REQUIRED ACTION
Scan the entries for the word "PanelStatus". Every line that has it should be copied.

MATERIAL TO PROCESS
⁂

#![allow(dead_code)]

use async_trait::async_trait;
use caramba_db::models::assignment::Assignment;
use caramba_db::models::groups::SelectionPolicy;
use caramba_db::models::node::Node;
use caramba_db::{MemoryStateStore, StateStore};
use caramba_fleet::alerts::MemoryAlertSink;
use caramba_fleet::panel::{PanelClient, PanelConnector, PanelError};
use caramba_fleet::{FleetConfig, FleetMonitor};
use caramba_shared::panel::{Binding, BindingRef, BindingSpec, PanelStatus};
use std::collections::HashMap;
use std::sync::atomic::{AtomicBool, AtomicUsize, Ordering};
use std::sync::{Arc, Mutex};
use std::time::Duration;

/// Scriptable stand-in for one node's panel.
pub struct FakePanel {
    status: Mutex<PanelStatus>,
    down: AtomicBool,
    fail_create: AtomicBool,
    delay: Mutex<Duration>,
    create_delay: Mutex<Duration>,
    bindings: Mutex<HashMap<BindingRef, Binding>>,
    pub creates: AtomicUsize,
    pub deletes: AtomicUsize,
}

impl FakePanel {
    pub fn new(cpu_pct: f64) -> Self {
        Self {
            status: Mutex::new(PanelStatus {
                cpu_pct,
                mem_pct: 20.0,
                disk_pct: 30.0,
                connections: 5,
                uptime_secs: 3600,
            }),
            down: AtomicBool::new(false),
            fail_create: AtomicBool::new(false),
            delay: Mutex::new(Duration::ZERO),
            create_delay: Mutex::new(Duration::ZERO),
            bindings: Mutex::new(HashMap::new()),
            creates: AtomicUsize::new(0),
            deletes: AtomicUsize::new(0),
        }
    }

    pub fn set_cpu(&self, cpu_pct: f64) {
        self.status.lock().unwrap().cpu_pct = cpu_pct;
    }

    pub fn set_down(&self, down: bool) {
        self.down.store(down, Ordering::SeqCst);
    }

    pub fn set_fail_create(&self, fail: bool) {
        self.fail_create.store(fail, Ordering::SeqCst);
    }

    pub fn set_delay(&self, delay: Duration) {
        *self.delay.lock().unwrap() = delay;
    }

    /// Delays binding creation only; status calls stay immediate.
    pub fn set_create_delay(&self, delay: Duration) {
        *self.create_delay.lock().unwrap() = delay;
    }

    pub fn insert_binding(&self, binding: BindingRef) {
        self.bindings.lock().unwrap().insert(
            binding.clone(),
            Binding {
                binding_ref: binding,
                email: "seed".into(),
                enable: true,
                traffic_limit_bytes: 0,
                expiry_time_ms: 0,
            },
        );
    }

    pub fn remove_binding(&self, binding: &BindingRef) {
        self.bindings.lock().unwrap().remove(binding);
    }

    pub fn binding_refs(&self) -> Vec<BindingRef> {
        self.bindings.lock().unwrap().keys().cloned().collect()
    }

    pub fn binding_count(&self) -> usize {
        self.bindings.lock().unwrap().len()
    }

    fn check_up(&self) -> Result<(), PanelError> {
        if self.down.load(Ordering::SeqCst) {
            Err(PanelError::Unreachable("connection refused".into()))
        } else {
            Ok(())
        }
    }
}

#[async_trait]
impl PanelClient for FakePanel {
    async fn login(&self) -> Result<(), PanelError> {
        self.check_up()
    }

    async fn get_status(&self) -> Result<PanelStatus, PanelError> {
        let delay = *self.delay.lock().unwrap();
        if !delay.is_zero() {
            tokio::time::sleep(delay).await;
        }
        self.check_up()?;
        Ok(self.status.lock().unwrap().clone())
    }

    async fn list_bindings(&self) -> Result<Vec<Binding>, PanelError> {
        self.check_up()?;
        Ok(self.bindings.lock().unwrap().values().cloned().collect())
    }

    async fn create_binding(&self, spec: &BindingSpec) -> Result<Binding, PanelError> {
        let delay = *self.create_delay.lock().unwrap();
        if !delay.is_zero() {
            tokio::time::sleep(delay).await;
        }
        self.check_up()?;
        if self.fail_create.load(Ordering::SeqCst) {
            return Err(PanelError::Rejected("inbound is full".into()));
        }
        self.creates.fetch_add(1, Ordering::SeqCst);
        let binding = Binding::from(spec);
        self.bindings
            .lock()
            .unwrap()
            .insert(binding.binding_ref.clone(), binding.clone());
        Ok(binding)
    }

    async fn update_binding(&self, binding: &BindingRef, spec: &BindingSpec) -> Result<(), PanelError> {
        self.check_up()?;
        self.bindings
            .lock()
            .unwrap()
            .insert(binding.clone(), Binding::from(spec));
        Ok(())
    }

    async fn delete_binding(&self, binding: &BindingRef) -> Result<(), PanelError> {
        self.check_up()?;
        self.deletes.fetch_add(1, Ordering::SeqCst);
        self.bindings.lock().unwrap().remove(binding);
        Ok(())
    }
}

/// Wrapper so the connector can hand out `Arc<dyn PanelClient>` while the
/// test keeps the concrete panel.
struct SharedPanel(Arc<FakePanel>);

#[async_trait]
impl PanelClient for SharedPanel {
    async fn login(&self) -> Result<(), PanelError> {
        self.0.login().await
    }
    async fn get_status(&self) -> Result<PanelStatus, PanelError> {
        self.0.get_status().await
    }
    async fn list_bindings(&self) -> Result<Vec<Binding>, PanelError> {
        self.0.list_bindings().await
    }
    async fn create_binding(&self, spec: &BindingSpec) -> Result<Binding, PanelError> {
        self.0.create_binding(spec).await
    }
    async fn update_binding(&self, binding: &BindingRef, spec: &BindingSpec) -> Result<(), PanelError> {
        self.0.update_binding(binding, spec).await
    }
    async fn delete_binding(&self, binding: &BindingRef) -> Result<(), PanelError> {
        self.0.delete_binding(binding).await
    }
}

#[derive(Default)]
pub struct FakeConnector {
    panels: Mutex<HashMap<i64, Arc<FakePanel>>>,
    forgotten: Mutex<Vec<i64>>,
}

impl FakeConnector {
    pub fn register(&self, node_id: i64, panel: Arc<FakePanel>) {
        self.panels.lock().unwrap().insert(node_id, panel);
    }

    /// Afterwards the node has no usable credentials.
    pub fn unregister(&self, node_id: i64) {
        self.panels.lock().unwrap().remove(&node_id);
    }

    pub fn forgotten(&self) -> Vec<i64> {
        self.forgotten.lock().unwrap().clone()
    }
}

impl PanelConnector for FakeConnector {
    fn client_for(&self, node: &Node) -> Result<Arc<dyn PanelClient>, PanelError> {
        let panel = self
            .panels
            .lock()
            .unwrap()
            .get(&node.id)
            .cloned()
            .ok_or_else(|| PanelError::Credentials(format!("no panel for node {}", node.id)))?;
        Ok(Arc::new(SharedPanel(panel)))
    }

    fn forget(&self, node_id: i64) {
        self.forgotten.lock().unwrap().push(node_id);
    }
}

pub fn test_config() -> FleetConfig {
    FleetConfig {
        database_url: "postgres://unused".into(),
        probe_timeout_secs: 10,
        panel_timeout_secs: 5,
        worker_pool_size: 4,
        rng_seed: Some(7),
        ..FleetConfig::default()
    }
}

/// A fleet wired to in-memory collaborators.
pub struct Fleet {
    pub config: FleetConfig,
    pub store: Arc<MemoryStateStore>,
    pub connector: Arc<FakeConnector>,
    pub alerts: Arc<MemoryAlertSink>,
    pub monitor: Arc<FleetMonitor>,
    pub panels: HashMap<i64, Arc<FakePanel>>,
}

impl Fleet {
    pub fn new() -> Self {
        Self::with_config(test_config())
    }

    pub fn with_config(config: FleetConfig) -> Self {
        let store = Arc::new(MemoryStateStore::new());
        let connector = Arc::new(FakeConnector::default());
        let alerts = Arc::new(MemoryAlertSink::new());
        let monitor = Arc::new(FleetMonitor::new(
            &config,
            store.clone(),
            connector.clone(),
            alerts.clone(),
        ));
        Self {
            config,
            store,
            connector,
            alerts,
            monitor,
            panels: HashMap::new(),
        }
    }

    /// A second monitor over the same store, as a one-shot CLI command
    /// would build it next to the running server.
    pub async fn cli_monitor(&self) -> FleetMonitor {
        let monitor = FleetMonitor::new(
            &self.config,
            self.store.clone(),
            self.connector.clone(),
            Arc::new(MemoryAlertSink::new()),
        );
        monitor.load().await.unwrap();
        monitor
    }

    pub async fn add_node(&mut self, name: &str, capacity: i32, load: i32, cpu_pct: f64) -> i64 {
        let mut node = Node::new(name, &format!("https://{}.example:2053", name), "FLEET_TEST_CRED", capacity);
        node.current_load = load;
        let id = self.store.create_node(&node).await.unwrap();
        let panel = Arc::new(FakePanel::new(cpu_pct));
        self.connector.register(id, panel.clone());
        self.panels.insert(id, panel);
        id
    }

    pub async fn add_group(&self, name: &str, policy: SelectionPolicy, members: &[i64]) -> i64 {
        let id = self.store.create_group(name, policy).await.unwrap();
        for node_id in members {
            self.store.add_node_to_group(*node_id, id).await.unwrap();
        }
        id
    }

    /// Creates an active assignment with its binding present on the node.
    pub async fn assign(&self, subscriber_id: i64, service_id: i64, node_id: i64) -> i64 {
        let binding = BindingRef::new(1, format!("client-{}-{}", subscriber_id, service_id));
        self.panel(node_id).insert_binding(binding.clone());
        let assignment = Assignment::new(
            subscriber_id,
            service_id,
            node_id,
            &binding.to_string(),
            50 * 1024 * 1024 * 1024,
            None,
        );
        self.store.create_assignment(&assignment).await.unwrap()
    }

    pub fn panel(&self, node_id: i64) -> &Arc<FakePanel> {
        &self.panels[&node_id]
    }

    pub async fn load(&self) {
        self.monitor.load().await.unwrap();
    }

    pub async fn cycle(&self) {
        let cancel = tokio_util::sync::CancellationToken::new();
        self.monitor.probe_all_lanes(&cancel).await.unwrap();
    }

    pub async fn stored_node(&self, id: i64) -> Node {
        self.store.get_node(id).await.unwrap().unwrap()
    }
}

⁂

PROBLEM SOLUTION
use caramba_shared::panel::{Binding, BindingRef, BindingSpec, PanelStatus};
    status: Mutex<PanelStatus>,
            status: Mutex::new(PanelStatus {
    async fn get_status(&self) -> Result<PanelStatus, PanelError> {
    async fn get_status(&self) -> Result<PanelStatus, PanelError> {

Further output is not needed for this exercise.